▶ Records for this task
● ● ● ● ● ● ●

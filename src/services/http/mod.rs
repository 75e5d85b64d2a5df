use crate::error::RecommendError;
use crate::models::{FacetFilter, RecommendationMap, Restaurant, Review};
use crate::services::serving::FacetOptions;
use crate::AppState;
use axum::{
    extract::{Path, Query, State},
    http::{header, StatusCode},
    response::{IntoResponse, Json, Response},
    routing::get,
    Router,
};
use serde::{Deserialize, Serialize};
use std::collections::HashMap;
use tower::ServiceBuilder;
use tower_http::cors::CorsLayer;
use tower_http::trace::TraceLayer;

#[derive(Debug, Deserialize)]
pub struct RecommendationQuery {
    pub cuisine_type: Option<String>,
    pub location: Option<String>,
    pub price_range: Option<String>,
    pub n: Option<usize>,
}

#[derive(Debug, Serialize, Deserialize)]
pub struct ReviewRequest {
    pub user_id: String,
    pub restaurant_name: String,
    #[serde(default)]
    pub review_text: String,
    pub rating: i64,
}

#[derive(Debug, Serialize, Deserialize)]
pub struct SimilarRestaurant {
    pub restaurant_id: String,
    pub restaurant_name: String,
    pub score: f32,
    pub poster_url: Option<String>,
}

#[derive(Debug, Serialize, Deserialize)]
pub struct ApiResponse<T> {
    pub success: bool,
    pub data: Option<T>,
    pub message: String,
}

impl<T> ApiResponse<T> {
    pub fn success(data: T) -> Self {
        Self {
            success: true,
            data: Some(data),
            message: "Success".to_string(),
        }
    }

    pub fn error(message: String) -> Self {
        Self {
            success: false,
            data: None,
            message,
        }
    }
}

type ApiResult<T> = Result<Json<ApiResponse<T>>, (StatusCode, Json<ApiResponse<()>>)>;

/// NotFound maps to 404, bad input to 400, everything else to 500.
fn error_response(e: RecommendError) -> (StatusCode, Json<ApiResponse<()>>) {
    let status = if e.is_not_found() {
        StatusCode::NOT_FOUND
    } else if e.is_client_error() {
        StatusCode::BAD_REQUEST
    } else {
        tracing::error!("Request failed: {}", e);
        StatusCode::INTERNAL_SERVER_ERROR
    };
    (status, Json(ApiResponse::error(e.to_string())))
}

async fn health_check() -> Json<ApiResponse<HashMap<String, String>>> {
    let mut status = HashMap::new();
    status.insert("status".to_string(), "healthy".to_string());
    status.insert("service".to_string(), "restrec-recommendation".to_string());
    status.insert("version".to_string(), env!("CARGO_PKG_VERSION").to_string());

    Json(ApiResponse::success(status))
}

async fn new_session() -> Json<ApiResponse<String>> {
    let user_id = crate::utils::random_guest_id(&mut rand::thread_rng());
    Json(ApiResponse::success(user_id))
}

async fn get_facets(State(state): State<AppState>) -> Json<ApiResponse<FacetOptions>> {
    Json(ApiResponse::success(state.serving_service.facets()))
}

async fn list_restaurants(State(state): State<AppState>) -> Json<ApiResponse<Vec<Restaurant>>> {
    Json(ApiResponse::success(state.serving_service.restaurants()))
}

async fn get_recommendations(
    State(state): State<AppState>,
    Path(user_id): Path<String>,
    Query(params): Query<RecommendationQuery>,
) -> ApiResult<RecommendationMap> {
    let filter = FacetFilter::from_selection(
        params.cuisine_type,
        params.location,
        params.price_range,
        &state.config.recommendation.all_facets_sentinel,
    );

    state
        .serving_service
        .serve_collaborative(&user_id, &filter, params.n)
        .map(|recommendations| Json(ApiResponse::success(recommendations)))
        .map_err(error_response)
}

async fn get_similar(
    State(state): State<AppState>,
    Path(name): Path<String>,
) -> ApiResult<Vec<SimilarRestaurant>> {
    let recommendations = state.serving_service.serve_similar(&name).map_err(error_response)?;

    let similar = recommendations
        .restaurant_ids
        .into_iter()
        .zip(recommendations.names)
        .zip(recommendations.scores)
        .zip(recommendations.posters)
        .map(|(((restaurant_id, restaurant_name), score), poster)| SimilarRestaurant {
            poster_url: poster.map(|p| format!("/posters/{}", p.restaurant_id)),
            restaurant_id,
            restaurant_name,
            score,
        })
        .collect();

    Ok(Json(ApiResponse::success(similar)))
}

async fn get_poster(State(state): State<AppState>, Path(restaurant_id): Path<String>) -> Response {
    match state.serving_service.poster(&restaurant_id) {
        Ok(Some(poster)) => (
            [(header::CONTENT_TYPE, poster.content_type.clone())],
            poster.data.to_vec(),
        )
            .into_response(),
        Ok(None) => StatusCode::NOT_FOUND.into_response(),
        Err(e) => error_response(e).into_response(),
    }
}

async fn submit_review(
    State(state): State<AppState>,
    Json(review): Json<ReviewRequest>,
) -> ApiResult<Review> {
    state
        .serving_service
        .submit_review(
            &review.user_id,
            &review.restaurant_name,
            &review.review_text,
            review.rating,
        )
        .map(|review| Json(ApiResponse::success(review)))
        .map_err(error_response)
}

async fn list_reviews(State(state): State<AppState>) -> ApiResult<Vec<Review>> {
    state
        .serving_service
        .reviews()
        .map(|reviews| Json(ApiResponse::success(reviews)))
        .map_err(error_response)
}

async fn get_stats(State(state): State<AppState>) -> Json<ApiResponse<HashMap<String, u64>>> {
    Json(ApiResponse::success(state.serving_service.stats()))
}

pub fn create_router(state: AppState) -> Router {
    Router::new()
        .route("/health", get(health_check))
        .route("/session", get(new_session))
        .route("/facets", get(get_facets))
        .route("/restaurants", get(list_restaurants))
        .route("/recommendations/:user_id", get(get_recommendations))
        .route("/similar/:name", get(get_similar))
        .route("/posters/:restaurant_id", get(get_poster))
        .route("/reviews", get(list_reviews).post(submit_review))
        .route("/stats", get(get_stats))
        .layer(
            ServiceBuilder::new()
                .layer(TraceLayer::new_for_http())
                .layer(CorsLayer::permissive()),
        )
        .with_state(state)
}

● ● ● ● ● ● ●

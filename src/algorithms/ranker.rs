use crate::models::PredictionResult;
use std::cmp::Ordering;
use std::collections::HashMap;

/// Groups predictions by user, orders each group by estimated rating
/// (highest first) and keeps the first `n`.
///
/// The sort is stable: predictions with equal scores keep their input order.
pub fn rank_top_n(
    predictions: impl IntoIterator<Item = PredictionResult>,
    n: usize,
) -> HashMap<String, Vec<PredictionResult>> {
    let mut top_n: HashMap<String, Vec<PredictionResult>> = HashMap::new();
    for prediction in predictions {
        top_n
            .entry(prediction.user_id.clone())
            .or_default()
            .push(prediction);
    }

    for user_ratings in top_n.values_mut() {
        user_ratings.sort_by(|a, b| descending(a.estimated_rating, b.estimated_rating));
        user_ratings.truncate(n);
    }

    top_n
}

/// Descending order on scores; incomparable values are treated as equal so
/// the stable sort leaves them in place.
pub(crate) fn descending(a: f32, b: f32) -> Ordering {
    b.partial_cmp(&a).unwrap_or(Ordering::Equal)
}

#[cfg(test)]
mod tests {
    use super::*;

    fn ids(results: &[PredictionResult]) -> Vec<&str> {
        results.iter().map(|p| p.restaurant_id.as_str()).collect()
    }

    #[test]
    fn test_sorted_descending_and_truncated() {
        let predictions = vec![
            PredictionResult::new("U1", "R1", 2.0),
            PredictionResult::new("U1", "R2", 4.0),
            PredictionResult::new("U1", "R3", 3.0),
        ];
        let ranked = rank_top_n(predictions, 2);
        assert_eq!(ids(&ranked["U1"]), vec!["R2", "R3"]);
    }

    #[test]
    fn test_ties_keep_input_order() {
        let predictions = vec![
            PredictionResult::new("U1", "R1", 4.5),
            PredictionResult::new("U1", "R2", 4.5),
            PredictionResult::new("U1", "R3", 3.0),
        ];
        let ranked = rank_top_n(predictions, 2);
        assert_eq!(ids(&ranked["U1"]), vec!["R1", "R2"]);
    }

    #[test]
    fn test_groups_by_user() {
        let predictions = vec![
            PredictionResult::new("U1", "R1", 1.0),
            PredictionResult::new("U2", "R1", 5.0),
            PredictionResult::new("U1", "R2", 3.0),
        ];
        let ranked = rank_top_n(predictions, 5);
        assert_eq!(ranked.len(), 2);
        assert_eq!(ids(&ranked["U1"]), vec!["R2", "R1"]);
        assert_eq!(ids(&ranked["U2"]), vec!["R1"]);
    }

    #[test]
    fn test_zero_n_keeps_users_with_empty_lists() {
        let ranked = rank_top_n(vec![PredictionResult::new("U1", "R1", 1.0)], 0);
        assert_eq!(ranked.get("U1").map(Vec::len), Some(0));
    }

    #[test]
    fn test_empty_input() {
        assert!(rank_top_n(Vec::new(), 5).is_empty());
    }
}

● ● ● ● ● ● ●

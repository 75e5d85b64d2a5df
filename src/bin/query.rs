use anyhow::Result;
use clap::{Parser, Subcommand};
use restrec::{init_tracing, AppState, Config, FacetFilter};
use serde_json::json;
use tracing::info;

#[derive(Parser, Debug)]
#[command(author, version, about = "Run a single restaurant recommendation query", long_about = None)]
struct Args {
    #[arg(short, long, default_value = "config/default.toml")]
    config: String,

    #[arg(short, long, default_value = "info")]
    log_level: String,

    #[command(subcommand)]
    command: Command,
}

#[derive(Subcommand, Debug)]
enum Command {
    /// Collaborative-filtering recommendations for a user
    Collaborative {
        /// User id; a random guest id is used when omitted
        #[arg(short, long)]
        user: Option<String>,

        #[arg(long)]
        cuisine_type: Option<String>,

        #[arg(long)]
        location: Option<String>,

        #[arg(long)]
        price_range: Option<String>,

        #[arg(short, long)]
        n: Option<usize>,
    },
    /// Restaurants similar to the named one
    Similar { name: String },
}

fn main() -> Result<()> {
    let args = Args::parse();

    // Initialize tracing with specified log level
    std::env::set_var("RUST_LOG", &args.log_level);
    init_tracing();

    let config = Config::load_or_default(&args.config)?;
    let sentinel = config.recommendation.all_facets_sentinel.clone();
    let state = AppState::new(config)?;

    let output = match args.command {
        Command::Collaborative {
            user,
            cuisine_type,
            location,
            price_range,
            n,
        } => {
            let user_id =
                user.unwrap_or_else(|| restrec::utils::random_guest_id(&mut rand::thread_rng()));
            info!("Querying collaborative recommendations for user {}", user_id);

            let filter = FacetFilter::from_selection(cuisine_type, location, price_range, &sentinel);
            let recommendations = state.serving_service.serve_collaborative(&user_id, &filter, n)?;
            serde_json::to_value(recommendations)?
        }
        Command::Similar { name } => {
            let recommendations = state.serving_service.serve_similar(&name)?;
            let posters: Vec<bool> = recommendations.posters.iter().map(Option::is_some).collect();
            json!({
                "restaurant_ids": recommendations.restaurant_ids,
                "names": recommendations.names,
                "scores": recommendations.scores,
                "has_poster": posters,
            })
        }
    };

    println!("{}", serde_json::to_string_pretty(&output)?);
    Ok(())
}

● ● ● ● ● ● ●

▶ Description of the task
Search the material above for lines containing the string "header", then pull them out.

▶ Response
    http::{header, StatusCode},
            [(header::CONTENT_TYPE, poster.content_type.clone())],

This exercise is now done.